● **Exercise requirements**
Please output the data below exactly as given, starting at its first line and stopping after the line that contains "computed by the".

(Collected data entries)
^^^^^^^^

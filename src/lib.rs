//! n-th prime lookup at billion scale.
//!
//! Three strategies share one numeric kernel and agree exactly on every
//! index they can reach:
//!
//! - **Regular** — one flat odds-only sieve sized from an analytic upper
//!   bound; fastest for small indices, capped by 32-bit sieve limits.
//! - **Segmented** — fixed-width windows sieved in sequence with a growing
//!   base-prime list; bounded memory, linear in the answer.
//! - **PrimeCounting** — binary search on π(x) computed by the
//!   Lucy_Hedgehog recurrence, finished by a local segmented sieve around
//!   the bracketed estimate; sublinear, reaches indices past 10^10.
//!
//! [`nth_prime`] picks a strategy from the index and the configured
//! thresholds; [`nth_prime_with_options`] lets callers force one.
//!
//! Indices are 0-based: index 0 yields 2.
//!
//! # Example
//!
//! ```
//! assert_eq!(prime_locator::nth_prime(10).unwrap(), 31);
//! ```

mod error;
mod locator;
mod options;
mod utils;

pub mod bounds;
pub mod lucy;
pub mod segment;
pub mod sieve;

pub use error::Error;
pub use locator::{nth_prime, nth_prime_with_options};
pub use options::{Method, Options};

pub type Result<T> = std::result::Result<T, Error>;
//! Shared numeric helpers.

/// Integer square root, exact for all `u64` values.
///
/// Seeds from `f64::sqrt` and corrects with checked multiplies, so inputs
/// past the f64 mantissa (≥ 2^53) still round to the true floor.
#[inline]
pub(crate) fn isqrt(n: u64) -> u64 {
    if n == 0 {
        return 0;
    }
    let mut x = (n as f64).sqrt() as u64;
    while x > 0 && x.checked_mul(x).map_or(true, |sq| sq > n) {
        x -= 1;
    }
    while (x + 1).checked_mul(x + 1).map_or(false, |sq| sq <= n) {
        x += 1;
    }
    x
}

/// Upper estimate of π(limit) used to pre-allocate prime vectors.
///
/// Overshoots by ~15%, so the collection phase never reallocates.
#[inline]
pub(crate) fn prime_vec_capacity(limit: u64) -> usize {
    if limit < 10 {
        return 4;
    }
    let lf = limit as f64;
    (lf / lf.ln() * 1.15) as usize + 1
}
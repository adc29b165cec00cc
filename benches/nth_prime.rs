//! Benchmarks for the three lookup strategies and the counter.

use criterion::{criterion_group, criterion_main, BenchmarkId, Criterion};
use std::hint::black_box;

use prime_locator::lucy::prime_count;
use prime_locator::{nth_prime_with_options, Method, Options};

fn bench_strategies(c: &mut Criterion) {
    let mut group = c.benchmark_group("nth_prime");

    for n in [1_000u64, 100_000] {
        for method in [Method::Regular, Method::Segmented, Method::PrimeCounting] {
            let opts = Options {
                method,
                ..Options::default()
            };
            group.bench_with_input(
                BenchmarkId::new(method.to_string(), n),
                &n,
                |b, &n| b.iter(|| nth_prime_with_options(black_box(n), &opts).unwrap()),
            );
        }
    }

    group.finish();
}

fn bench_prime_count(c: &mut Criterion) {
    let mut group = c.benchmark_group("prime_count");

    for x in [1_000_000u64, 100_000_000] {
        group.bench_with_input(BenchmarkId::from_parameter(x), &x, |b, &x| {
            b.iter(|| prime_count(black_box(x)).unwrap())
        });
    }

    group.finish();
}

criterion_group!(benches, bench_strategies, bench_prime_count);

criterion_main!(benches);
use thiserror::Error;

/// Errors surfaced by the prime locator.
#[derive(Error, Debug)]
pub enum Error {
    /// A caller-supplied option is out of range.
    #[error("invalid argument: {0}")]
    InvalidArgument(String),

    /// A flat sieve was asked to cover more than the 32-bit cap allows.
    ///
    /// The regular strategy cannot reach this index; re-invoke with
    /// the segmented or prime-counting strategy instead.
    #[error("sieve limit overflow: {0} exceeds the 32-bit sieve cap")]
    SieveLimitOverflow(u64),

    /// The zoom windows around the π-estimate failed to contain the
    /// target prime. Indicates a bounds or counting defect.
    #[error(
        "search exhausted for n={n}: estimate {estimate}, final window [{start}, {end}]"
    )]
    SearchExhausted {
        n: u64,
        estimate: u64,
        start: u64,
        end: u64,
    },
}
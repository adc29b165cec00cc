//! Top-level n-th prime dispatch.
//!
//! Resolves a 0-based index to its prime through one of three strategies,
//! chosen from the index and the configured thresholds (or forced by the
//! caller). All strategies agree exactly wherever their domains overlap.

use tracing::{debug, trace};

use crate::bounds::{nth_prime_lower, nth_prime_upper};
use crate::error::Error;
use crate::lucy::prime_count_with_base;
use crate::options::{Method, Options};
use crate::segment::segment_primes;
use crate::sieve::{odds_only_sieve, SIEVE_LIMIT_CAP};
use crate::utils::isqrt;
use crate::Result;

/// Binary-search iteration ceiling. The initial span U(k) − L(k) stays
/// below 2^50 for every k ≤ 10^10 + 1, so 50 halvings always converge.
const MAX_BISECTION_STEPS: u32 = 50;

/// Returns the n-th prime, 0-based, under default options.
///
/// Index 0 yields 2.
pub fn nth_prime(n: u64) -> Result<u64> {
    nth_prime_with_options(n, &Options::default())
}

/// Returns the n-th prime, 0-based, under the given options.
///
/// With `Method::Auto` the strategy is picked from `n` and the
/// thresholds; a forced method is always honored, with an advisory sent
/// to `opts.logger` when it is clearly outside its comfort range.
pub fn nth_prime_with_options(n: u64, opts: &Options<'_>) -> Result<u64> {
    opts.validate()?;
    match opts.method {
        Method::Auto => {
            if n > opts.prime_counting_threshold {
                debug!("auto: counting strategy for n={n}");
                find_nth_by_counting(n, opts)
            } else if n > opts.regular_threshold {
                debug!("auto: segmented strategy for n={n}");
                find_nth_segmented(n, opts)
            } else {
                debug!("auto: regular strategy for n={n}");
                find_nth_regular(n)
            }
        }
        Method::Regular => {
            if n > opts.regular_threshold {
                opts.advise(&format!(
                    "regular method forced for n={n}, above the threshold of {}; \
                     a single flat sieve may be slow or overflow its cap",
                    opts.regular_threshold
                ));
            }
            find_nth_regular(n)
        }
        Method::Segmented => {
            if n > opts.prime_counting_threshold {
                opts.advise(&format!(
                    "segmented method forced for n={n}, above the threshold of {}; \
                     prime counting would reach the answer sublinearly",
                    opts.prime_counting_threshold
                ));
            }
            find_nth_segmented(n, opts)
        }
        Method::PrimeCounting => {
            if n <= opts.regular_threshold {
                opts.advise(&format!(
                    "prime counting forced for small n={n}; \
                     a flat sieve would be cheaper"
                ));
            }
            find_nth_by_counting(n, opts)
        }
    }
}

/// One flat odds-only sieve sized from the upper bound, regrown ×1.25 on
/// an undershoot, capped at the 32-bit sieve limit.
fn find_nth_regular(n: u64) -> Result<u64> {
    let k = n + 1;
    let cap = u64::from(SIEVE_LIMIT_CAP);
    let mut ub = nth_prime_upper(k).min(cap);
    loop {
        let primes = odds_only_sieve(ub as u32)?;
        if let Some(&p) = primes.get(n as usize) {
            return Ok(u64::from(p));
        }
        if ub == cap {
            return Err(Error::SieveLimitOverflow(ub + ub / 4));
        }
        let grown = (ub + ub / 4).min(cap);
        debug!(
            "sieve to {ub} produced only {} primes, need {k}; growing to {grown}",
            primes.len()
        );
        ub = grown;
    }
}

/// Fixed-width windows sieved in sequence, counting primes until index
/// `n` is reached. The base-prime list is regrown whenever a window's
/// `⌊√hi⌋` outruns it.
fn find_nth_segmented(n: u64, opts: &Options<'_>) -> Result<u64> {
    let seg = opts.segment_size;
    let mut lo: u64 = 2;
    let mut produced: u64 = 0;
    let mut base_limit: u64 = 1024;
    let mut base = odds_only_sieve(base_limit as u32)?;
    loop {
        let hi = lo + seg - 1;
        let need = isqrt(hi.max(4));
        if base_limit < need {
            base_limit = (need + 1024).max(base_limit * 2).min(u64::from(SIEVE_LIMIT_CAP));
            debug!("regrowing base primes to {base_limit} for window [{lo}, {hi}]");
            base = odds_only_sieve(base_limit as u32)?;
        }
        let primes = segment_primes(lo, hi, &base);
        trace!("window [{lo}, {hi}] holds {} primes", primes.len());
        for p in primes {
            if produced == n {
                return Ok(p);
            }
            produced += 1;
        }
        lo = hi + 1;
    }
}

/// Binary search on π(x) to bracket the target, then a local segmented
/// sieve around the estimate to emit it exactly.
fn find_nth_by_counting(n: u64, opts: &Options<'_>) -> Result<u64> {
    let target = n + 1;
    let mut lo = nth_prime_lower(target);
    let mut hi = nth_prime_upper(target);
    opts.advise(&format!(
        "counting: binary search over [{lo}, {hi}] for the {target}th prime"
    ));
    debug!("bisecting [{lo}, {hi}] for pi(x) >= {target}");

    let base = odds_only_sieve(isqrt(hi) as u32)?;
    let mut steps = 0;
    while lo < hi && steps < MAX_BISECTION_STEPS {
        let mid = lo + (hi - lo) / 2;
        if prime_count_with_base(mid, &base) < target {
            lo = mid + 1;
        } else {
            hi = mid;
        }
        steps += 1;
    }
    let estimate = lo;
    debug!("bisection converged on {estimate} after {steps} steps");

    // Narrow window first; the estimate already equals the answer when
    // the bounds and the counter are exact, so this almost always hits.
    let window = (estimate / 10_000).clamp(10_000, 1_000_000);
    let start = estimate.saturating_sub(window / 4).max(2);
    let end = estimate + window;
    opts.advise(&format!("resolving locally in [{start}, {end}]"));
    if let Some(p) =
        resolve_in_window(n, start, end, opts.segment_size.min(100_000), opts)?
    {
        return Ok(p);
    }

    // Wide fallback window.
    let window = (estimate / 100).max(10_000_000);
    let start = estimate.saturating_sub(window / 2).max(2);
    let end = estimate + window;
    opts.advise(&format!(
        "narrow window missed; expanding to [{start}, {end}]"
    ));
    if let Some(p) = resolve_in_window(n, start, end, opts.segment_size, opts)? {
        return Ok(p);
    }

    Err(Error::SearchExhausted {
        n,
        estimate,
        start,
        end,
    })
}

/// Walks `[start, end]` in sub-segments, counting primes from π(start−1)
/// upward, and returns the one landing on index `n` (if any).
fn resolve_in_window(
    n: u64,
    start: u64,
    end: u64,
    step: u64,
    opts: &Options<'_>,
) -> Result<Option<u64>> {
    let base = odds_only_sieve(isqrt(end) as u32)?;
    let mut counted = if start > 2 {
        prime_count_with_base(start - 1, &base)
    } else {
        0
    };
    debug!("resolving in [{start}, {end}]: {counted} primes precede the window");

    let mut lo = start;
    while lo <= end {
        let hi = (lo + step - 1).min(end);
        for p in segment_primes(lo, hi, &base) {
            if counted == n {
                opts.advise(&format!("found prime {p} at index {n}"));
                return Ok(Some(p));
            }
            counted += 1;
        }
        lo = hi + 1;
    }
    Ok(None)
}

^^^^^^^^

● **Answer to this task**
filename src/lib.rs
//! n-th prime lookup at billion scale.
//!
//! Three strategies share one numeric kernel and agree exactly on every
//! index they can reach:
//!
//! - **Regular** — one flat odds-only sieve sized from an analytic upper
//!   bound; fastest for small indices, capped by 32-bit sieve limits.
//! - **Segmented** — fixed-width windows sieved in sequence with a growing
//!   base-prime list; bounded memory, linear in the answer.
//! - **PrimeCounting** — binary search on π(x) computed by the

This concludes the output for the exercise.